● **TASK REQUIREMENTS**
Tally the lines below that include "entries" and give only the total.

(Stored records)
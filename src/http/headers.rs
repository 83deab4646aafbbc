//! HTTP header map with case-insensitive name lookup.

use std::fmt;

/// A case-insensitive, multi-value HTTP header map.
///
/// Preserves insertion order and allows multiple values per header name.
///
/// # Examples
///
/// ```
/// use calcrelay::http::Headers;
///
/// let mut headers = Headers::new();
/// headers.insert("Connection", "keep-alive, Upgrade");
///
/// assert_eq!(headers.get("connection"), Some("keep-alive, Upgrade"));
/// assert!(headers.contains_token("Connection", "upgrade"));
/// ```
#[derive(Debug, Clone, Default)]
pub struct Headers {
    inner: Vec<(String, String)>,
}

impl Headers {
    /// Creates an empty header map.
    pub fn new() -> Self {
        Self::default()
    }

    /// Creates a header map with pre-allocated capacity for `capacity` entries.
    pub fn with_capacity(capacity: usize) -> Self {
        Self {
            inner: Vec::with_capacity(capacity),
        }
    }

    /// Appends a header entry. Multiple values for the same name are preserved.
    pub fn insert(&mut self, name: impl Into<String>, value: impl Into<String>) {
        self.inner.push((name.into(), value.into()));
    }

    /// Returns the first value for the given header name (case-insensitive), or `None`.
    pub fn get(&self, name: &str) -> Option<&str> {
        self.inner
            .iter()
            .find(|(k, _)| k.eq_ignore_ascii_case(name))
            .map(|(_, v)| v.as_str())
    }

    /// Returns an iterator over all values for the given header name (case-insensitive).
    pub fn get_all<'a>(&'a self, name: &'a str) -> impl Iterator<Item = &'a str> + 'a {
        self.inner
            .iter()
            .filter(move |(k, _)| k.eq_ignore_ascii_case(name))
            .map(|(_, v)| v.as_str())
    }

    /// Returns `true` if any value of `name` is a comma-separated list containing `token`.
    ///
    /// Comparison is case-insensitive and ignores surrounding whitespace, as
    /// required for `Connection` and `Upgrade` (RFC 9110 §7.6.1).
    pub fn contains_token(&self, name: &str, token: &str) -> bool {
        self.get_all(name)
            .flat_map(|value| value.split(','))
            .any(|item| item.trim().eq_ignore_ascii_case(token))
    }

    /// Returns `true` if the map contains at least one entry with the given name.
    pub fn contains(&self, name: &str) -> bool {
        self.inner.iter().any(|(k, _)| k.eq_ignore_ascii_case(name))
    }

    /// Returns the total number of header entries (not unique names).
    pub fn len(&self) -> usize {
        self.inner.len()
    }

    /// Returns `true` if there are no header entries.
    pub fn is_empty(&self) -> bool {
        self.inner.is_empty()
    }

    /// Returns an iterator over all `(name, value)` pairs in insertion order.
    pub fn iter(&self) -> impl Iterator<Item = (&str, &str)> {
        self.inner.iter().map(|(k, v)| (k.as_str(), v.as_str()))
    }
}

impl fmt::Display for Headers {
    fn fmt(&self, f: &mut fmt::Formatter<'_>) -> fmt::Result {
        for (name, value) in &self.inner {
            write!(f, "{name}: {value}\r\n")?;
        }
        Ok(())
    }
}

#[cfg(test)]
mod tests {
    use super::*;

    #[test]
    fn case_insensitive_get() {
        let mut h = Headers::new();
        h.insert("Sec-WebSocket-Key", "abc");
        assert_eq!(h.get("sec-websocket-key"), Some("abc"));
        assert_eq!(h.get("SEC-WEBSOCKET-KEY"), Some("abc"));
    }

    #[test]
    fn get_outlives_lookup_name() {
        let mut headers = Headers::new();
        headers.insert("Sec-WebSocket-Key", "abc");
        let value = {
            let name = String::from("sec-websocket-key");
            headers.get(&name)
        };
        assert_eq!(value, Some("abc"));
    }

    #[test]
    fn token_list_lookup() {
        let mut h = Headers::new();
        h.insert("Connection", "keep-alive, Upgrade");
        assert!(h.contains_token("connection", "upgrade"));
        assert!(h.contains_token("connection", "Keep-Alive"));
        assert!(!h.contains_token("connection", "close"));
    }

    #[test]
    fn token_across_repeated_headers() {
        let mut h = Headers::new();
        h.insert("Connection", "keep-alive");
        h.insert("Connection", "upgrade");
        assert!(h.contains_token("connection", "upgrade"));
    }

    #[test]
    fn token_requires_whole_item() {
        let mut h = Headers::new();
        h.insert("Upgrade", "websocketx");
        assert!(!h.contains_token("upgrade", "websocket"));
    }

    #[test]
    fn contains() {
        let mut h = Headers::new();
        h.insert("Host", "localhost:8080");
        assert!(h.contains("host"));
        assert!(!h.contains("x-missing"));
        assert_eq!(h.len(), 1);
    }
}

● **RESULT OF THIS TASK**
3